## Task item:
Please take the entries below from the first line through the line containing "each in [0, 1]" and repeat them exactly, leaving out everything after.

## Exercise data:
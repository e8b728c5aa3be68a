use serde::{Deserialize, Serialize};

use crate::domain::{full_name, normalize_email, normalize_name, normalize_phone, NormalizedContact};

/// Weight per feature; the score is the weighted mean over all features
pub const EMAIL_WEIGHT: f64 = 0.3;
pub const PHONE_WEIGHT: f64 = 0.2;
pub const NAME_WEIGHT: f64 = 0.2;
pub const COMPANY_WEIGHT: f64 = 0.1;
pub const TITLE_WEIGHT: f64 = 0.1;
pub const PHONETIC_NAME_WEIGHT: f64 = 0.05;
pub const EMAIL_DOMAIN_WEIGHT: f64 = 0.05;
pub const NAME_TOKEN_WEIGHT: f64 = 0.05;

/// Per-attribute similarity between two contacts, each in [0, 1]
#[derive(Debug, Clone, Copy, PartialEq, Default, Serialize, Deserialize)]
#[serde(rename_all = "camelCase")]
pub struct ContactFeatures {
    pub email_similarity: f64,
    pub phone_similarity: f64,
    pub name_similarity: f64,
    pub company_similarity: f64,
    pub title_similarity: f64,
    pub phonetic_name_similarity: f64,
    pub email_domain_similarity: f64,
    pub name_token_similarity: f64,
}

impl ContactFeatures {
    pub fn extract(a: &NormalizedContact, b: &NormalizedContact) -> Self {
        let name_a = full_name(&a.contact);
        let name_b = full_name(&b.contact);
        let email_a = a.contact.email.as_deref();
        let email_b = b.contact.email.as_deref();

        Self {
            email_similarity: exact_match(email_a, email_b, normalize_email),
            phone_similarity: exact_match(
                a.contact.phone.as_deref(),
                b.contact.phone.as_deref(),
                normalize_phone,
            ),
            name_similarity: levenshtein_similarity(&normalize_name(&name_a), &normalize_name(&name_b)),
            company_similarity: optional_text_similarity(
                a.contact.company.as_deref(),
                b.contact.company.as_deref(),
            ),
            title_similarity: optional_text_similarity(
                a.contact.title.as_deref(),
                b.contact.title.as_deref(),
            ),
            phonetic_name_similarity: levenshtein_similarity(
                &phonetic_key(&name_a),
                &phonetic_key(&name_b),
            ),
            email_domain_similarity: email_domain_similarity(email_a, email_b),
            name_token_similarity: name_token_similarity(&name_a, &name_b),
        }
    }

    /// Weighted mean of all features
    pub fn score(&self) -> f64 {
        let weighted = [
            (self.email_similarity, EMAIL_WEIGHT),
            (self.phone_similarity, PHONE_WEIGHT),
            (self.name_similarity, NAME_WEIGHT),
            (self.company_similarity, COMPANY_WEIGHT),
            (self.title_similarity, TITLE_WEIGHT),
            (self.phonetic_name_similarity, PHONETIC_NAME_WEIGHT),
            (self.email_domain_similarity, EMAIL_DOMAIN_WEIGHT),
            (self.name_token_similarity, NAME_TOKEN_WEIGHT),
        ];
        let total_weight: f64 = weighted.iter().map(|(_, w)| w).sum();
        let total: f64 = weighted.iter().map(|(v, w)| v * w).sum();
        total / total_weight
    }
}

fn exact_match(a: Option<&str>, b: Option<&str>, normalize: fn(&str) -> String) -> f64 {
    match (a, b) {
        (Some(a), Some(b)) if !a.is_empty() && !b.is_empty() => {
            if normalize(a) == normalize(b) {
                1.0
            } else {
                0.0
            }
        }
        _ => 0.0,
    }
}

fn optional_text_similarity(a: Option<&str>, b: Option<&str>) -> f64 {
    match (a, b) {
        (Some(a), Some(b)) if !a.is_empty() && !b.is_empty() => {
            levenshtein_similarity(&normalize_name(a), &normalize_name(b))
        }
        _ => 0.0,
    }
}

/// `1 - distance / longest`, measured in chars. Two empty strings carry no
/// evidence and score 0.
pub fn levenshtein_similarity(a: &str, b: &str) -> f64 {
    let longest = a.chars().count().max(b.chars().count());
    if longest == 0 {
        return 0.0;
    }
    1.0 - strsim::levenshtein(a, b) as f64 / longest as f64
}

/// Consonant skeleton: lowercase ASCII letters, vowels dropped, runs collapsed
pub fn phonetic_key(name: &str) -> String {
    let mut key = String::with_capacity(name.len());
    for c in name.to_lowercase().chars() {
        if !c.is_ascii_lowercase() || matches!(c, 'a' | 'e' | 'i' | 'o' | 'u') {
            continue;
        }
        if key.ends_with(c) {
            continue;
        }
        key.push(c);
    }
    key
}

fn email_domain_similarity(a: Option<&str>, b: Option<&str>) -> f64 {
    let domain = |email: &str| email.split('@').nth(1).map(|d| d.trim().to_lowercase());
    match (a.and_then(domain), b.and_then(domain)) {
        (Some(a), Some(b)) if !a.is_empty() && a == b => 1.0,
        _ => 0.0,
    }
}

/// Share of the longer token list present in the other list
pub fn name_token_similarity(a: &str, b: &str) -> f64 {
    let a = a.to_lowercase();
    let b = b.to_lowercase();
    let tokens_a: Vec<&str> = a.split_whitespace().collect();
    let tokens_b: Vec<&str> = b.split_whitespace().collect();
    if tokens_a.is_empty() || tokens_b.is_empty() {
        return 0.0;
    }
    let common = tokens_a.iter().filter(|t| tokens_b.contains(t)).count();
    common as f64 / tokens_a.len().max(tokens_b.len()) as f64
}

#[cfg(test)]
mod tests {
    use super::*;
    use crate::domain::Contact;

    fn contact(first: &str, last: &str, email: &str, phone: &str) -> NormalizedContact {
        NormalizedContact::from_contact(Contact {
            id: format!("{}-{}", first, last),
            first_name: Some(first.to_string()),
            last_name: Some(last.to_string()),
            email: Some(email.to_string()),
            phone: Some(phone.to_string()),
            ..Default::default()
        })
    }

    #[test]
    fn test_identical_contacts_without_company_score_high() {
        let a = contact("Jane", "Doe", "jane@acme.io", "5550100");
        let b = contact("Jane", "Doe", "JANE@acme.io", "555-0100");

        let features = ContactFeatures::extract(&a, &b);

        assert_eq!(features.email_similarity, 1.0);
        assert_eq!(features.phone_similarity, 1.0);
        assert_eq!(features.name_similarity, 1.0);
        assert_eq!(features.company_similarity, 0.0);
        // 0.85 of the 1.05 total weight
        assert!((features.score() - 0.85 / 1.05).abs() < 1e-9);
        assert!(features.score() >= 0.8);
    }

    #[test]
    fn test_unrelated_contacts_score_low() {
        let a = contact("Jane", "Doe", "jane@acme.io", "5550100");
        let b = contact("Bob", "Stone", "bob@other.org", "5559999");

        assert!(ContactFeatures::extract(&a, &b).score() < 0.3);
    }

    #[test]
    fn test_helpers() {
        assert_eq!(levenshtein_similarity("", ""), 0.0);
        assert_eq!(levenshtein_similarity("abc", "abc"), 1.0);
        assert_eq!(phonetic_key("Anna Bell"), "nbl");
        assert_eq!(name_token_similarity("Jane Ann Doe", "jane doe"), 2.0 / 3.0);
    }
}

## Output:
repository e8b728c5aa3be68a
use serde::{Deserialize, Serialize};

use crate::domain::{full_name, normalize_email, normalize_name, normalize_phone, NormalizedContact};

/// Weight per feature; the score is the weighted mean over all features
pub const EMAIL_WEIGHT: f64 = 0.3;
pub const PHONE_WEIGHT: f64 = 0.2;
pub const NAME_WEIGHT: f64 = 0.2;
pub const COMPANY_WEIGHT: f64 = 0.1;
pub const TITLE_WEIGHT: f64 = 0.1;
pub const PHONETIC_NAME_WEIGHT: f64 = 0.05;
pub const EMAIL_DOMAIN_WEIGHT: f64 = 0.05;
pub const NAME_TOKEN_WEIGHT: f64 = 0.05;

/// Per-attribute similarity between two contacts, each in [0, 1]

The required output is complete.